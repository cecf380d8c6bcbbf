use phf::{Map, phf_map};
use serde::{Deserialize, Serialize};
use std::fmt;
use std::str::FromStr;
use thiserror::Error;

/// Number of multipole coefficients carried by every element
/// (order 0 = dipole error, 1 = quadrupole, 2 = sextupole).
pub const MAX_POLYNOM_ORDERS: usize = 3;

/// Multipole order of the normal/skew quadrupole coefficient.
pub const QUADRUPOLE_ORDER: usize = 1;
/// Multipole order of the normal/skew sextupole coefficient.
pub const SEXTUPOLE_ORDER: usize = 2;

/// Integration algorithm executed by the tracking engine for one element.
///
/// The set is closed; the numeric code of each variant is its declaration index
/// and the canonical name is the snake_case string used in lattice files and
/// name-based queries.
#[derive(
    Debug, Clone, Copy, PartialEq, Eq, Hash, PartialOrd, Ord, Default, Serialize, Deserialize,
)]
#[serde(try_from = "String", into = "&'static str")]
#[repr(u8)]
pub enum PassMethod {
    #[default]
    IdentityPass = 0,
    DriftPass = 1,
    StrMpoleSymplectic4Pass = 2,
    BndMpoleSymplectic4Pass = 3,
    CorrectorPass = 4,
    CavityPass = 5,
    ThinQuadPass = 6,
    ThinSextPass = 7,
    KicktablePass = 8,
}

static PASS_METHOD_NAMES: [&str; 9] = [
    "identity_pass",
    "drift_pass",
    "str_mpole_symplectic4_pass",
    "bnd_mpole_symplectic4_pass",
    "corrector_pass",
    "cavity_pass",
    "thinquad_pass",
    "thinsext_pass",
    "kicktable_pass",
];

static PASS_METHODS_BY_NAME: Map<&'static str, PassMethod> = phf_map! {
    "identity_pass" => PassMethod::IdentityPass,
    "drift_pass" => PassMethod::DriftPass,
    "str_mpole_symplectic4_pass" => PassMethod::StrMpoleSymplectic4Pass,
    "bnd_mpole_symplectic4_pass" => PassMethod::BndMpoleSymplectic4Pass,
    "corrector_pass" => PassMethod::CorrectorPass,
    "cavity_pass" => PassMethod::CavityPass,
    "thinquad_pass" => PassMethod::ThinQuadPass,
    "thinsext_pass" => PassMethod::ThinSextPass,
    "kicktable_pass" => PassMethod::KicktablePass,
};

#[derive(Debug, Error, Clone, PartialEq, Eq)]
#[error("Unknown pass method: '{0}'")]
pub struct ParsePassMethodError(pub String);

impl PassMethod {
    pub const ALL: [PassMethod; 9] = [
        PassMethod::IdentityPass,
        PassMethod::DriftPass,
        PassMethod::StrMpoleSymplectic4Pass,
        PassMethod::BndMpoleSymplectic4Pass,
        PassMethod::CorrectorPass,
        PassMethod::CavityPass,
        PassMethod::ThinQuadPass,
        PassMethod::ThinSextPass,
        PassMethod::KicktablePass,
    ];

    pub fn code(self) -> u8 {
        self as u8
    }

    pub fn from_code(code: u8) -> Option<Self> {
        Self::ALL.get(code as usize).copied()
    }

    /// Canonical name, as matched by name-based queries.
    pub fn name(self) -> &'static str {
        PASS_METHOD_NAMES[self as usize]
    }
}

impl fmt::Display for PassMethod {
    fn fmt(&self, f: &mut fmt::Formatter<'_>) -> fmt::Result {
        f.write_str(self.name())
    }
}

impl FromStr for PassMethod {
    type Err = ParsePassMethodError;

    fn from_str(s: &str) -> Result<Self, Self::Err> {
        PASS_METHODS_BY_NAME
            .get(s.trim())
            .copied()
            .ok_or_else(|| ParsePassMethodError(s.to_string()))
    }
}

impl TryFrom<String> for PassMethod {
    type Error = ParsePassMethodError;

    fn try_from(value: String) -> Result<Self, Self::Error> {
        value.parse()
    }
}

impl From<PassMethod> for &'static str {
    fn from(pm: PassMethod) -> Self {
        pm.name()
    }
}

fn default_nr_steps() -> u32 {
    1
}

/// One beamline component.
///
/// Elements are passive records: nothing here enforces consistency between the
/// pass method and the physical attributes. The engine's cavity toggle is the only
/// operation that maintains such a relation.
#[derive(Debug, Clone, PartialEq, Serialize, Deserialize)]
#[serde(rename_all = "kebab-case", deny_unknown_fields)]
pub struct Element {
    /// Family name; shared by every element of the same magnet family.
    pub fam_name: String,
    /// Physical length in meters.
    #[serde(default)]
    pub length: f64,
    /// Bend angle in radians (zero for non-bending elements).
    #[serde(default)]
    pub angle: f64,
    /// RF frequency in Hz (zero unless the element is a cavity).
    #[serde(default)]
    pub frequency: f64,
    #[serde(default)]
    pub pass_method: PassMethod,
    /// Number of integration slices used by the tracking engine.
    #[serde(default = "default_nr_steps")]
    pub nr_steps: u32,
    /// Skew multipole coefficients indexed by order.
    #[serde(default)]
    pub polynom_a: [f64; MAX_POLYNOM_ORDERS],
    /// Normal multipole coefficients indexed by order.
    #[serde(default)]
    pub polynom_b: [f64; MAX_POLYNOM_ORDERS],
}

impl Default for Element {
    fn default() -> Self {
        Self {
            fam_name: String::new(),
            length: 0.0,
            angle: 0.0,
            frequency: 0.0,
            pass_method: PassMethod::IdentityPass,
            nr_steps: default_nr_steps(),
            polynom_a: [0.0; MAX_POLYNOM_ORDERS],
            polynom_b: [0.0; MAX_POLYNOM_ORDERS],
        }
    }
}

impl Element {
    /// Zero-length element that leaves the beam untouched.
    pub fn marker(fam_name: &str) -> Self {
        Self {
            fam_name: fam_name.to_string(),
            ..Default::default()
        }
    }

    pub fn drift(fam_name: &str, length: f64) -> Self {
        Self {
            fam_name: fam_name.to_string(),
            length,
            pass_method: PassMethod::DriftPass,
            ..Default::default()
        }
    }

    pub fn corrector(fam_name: &str, length: f64) -> Self {
        Self {
            fam_name: fam_name.to_string(),
            length,
            pass_method: PassMethod::CorrectorPass,
            ..Default::default()
        }
    }

    /// Sector bend with a uniform field (no gradient).
    pub fn sbend(fam_name: &str, length: f64, angle: f64) -> Self {
        Self {
            fam_name: fam_name.to_string(),
            length,
            angle,
            pass_method: PassMethod::BndMpoleSymplectic4Pass,
            nr_steps: 20,
            ..Default::default()
        }
    }

    /// Thick quadrupole with normalized gradient `k` [1/m^2].
    pub fn quadrupole(fam_name: &str, length: f64, k: f64) -> Self {
        let mut polynom_b = [0.0; MAX_POLYNOM_ORDERS];
        polynom_b[QUADRUPOLE_ORDER] = k;
        Self {
            fam_name: fam_name.to_string(),
            length,
            pass_method: PassMethod::StrMpoleSymplectic4Pass,
            nr_steps: 10,
            polynom_b,
            ..Default::default()
        }
    }

    /// Thick sextupole with normalized strength `s` [1/m^3].
    pub fn sextupole(fam_name: &str, length: f64, s: f64) -> Self {
        let mut polynom_b = [0.0; MAX_POLYNOM_ORDERS];
        polynom_b[SEXTUPOLE_ORDER] = s;
        Self {
            fam_name: fam_name.to_string(),
            length,
            pass_method: PassMethod::StrMpoleSymplectic4Pass,
            nr_steps: 5,
            polynom_b,
            ..Default::default()
        }
    }

    pub fn rfcavity(fam_name: &str, length: f64, frequency: f64) -> Self {
        Self {
            fam_name: fam_name.to_string(),
            length,
            frequency,
            pass_method: PassMethod::CavityPass,
            ..Default::default()
        }
    }

    /// Skew coefficient of the given multipole order, `None` past the array end.
    pub fn polynom_a(&self, order: usize) -> Option<f64> {
        self.polynom_a.get(order).copied()
    }

    /// Normal coefficient of the given multipole order, `None` past the array end.
    pub fn polynom_b(&self, order: usize) -> Option<f64> {
        self.polynom_b.get(order).copied()
    }

    pub fn is_cavity(&self) -> bool {
        self.frequency != 0.0
    }

    pub fn is_bend(&self) -> bool {
        self.angle != 0.0
    }
}

impl fmt::Display for Element {
    fn fmt(&self, f: &mut fmt::Formatter<'_>) -> fmt::Result {
        writeln!(f, "{:<14}: {}", "fam_name", self.fam_name)?;
        writeln!(f, "{:<14}: {}", "length", self.length)?;
        writeln!(f, "{:<14}: {}", "pass_method", self.pass_method)?;
        writeln!(f, "{:<14}: {}", "nr_steps", self.nr_steps)?;
        if self.angle != 0.0 {
            writeln!(f, "{:<14}: {}", "angle", self.angle)?;
        }
        if self.frequency != 0.0 {
            writeln!(f, "{:<14}: {}", "frequency", self.frequency)?;
        }
        if self.polynom_a.iter().any(|&c| c != 0.0) {
            writeln!(f, "{:<14}: {:?}", "polynom_a", self.polynom_a)?;
        }
        if self.polynom_b.iter().any(|&c| c != 0.0) {
            writeln!(f, "{:<14}: {:?}", "polynom_b", self.polynom_b)?;
        }
        Ok(())
    }
}
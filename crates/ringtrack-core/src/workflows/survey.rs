use crate::core::models::accelerator::Accelerator;
use crate::core::models::element::PassMethod;
use crate::core::models::lattice::Lattice;
use crate::engine::positions::ring_length;
use crate::engine::query::{find_cells_frequency, find_cells_pass_method};
use crate::engine::reconfigure::{StepClass, step_class};
use std::fmt;
use tracing::{info, instrument};

/// Census of a lattice.
///
/// Step-class counts are disjoint and follow the same first-match rules as
/// integration-step assignment, so an element carrying both quadrupole and
/// sextupole terms counts as sextupole-like only.
#[derive(Debug, Clone, PartialEq)]
pub struct LatticeSurvey {
    pub elements: usize,
    pub ring_length: f64,
    pub bends: usize,
    pub quadrupoles: usize,
    pub sextupoles: usize,
    pub cavities: usize,
    /// Element count per pass method, in pass-method code order, omitting unused ones.
    pub pass_methods: Vec<(PassMethod, usize)>,
}

#[instrument(skip_all, name = "survey_workflow", fields(elements = lattice.len()))]
pub fn survey(lattice: &Lattice) -> LatticeSurvey {
    let mut bends = 0;
    let mut quadrupoles = 0;
    let mut sextupoles = 0;
    for class in lattice.iter().filter_map(step_class) {
        match class {
            StepClass::Bend => bends += 1,
            StepClass::QuadrupoleLike => quadrupoles += 1,
            StepClass::SextupoleLike => sextupoles += 1,
        }
    }

    let pass_methods = PassMethod::ALL
        .iter()
        .map(|&pm| (pm, find_cells_pass_method(lattice, pm.name(), false).len()))
        .filter(|&(_, count)| count > 0)
        .collect();

    let result = LatticeSurvey {
        elements: lattice.len(),
        ring_length: ring_length(lattice),
        bends,
        quadrupoles,
        sextupoles,
        cavities: find_cells_frequency(lattice, 0.0, true).len(),
        pass_methods,
    };
    info!(
        ring_length = result.ring_length,
        bends = result.bends,
        cavities = result.cavities,
        "Lattice survey complete."
    );
    result
}

/// [`survey`] of the accelerator's lattice.
pub fn survey_accelerator(accelerator: &Accelerator) -> LatticeSurvey {
    survey(&accelerator.lattice)
}

impl fmt::Display for LatticeSurvey {
    fn fmt(&self, f: &mut fmt::Formatter<'_>) -> fmt::Result {
        writeln!(f, "{:<16}: {}", "elements", self.elements)?;
        writeln!(f, "{:<16}: {:.6} m", "ring_length", self.ring_length)?;
        writeln!(f, "{:<16}: {}", "bends", self.bends)?;
        writeln!(f, "{:<16}: {}", "quadrupoles", self.quadrupoles)?;
        writeln!(f, "{:<16}: {}", "sextupoles", self.sextupoles)?;
        write!(f, "{:<16}: {}", "cavities", self.cavities)?;
        for (pass_method, count) in &self.pass_methods {
            write!(f, "\n  {:<26}: {}", pass_method.name(), count)?;
        }
        Ok(())
    }
}
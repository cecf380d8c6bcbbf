//! # Workflows Module
//!
//! High-level procedures composed from the Query Engine, intended as the entry
//! points for front ends that want an answer in one call rather than a sequence of
//! queries.
//!
//! ## Architecture
//!
//! - **Lattice Survey** ([`survey`]) - Element census, ring length and the
//!   element classes that drive integration-step assignment

pub mod survey;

::::

* [Task item]
Every line that contains the string "FromStr" should be returned from the data.

* [Exercise solution]
use std::str::FromStr;
impl FromStr for PassMethod {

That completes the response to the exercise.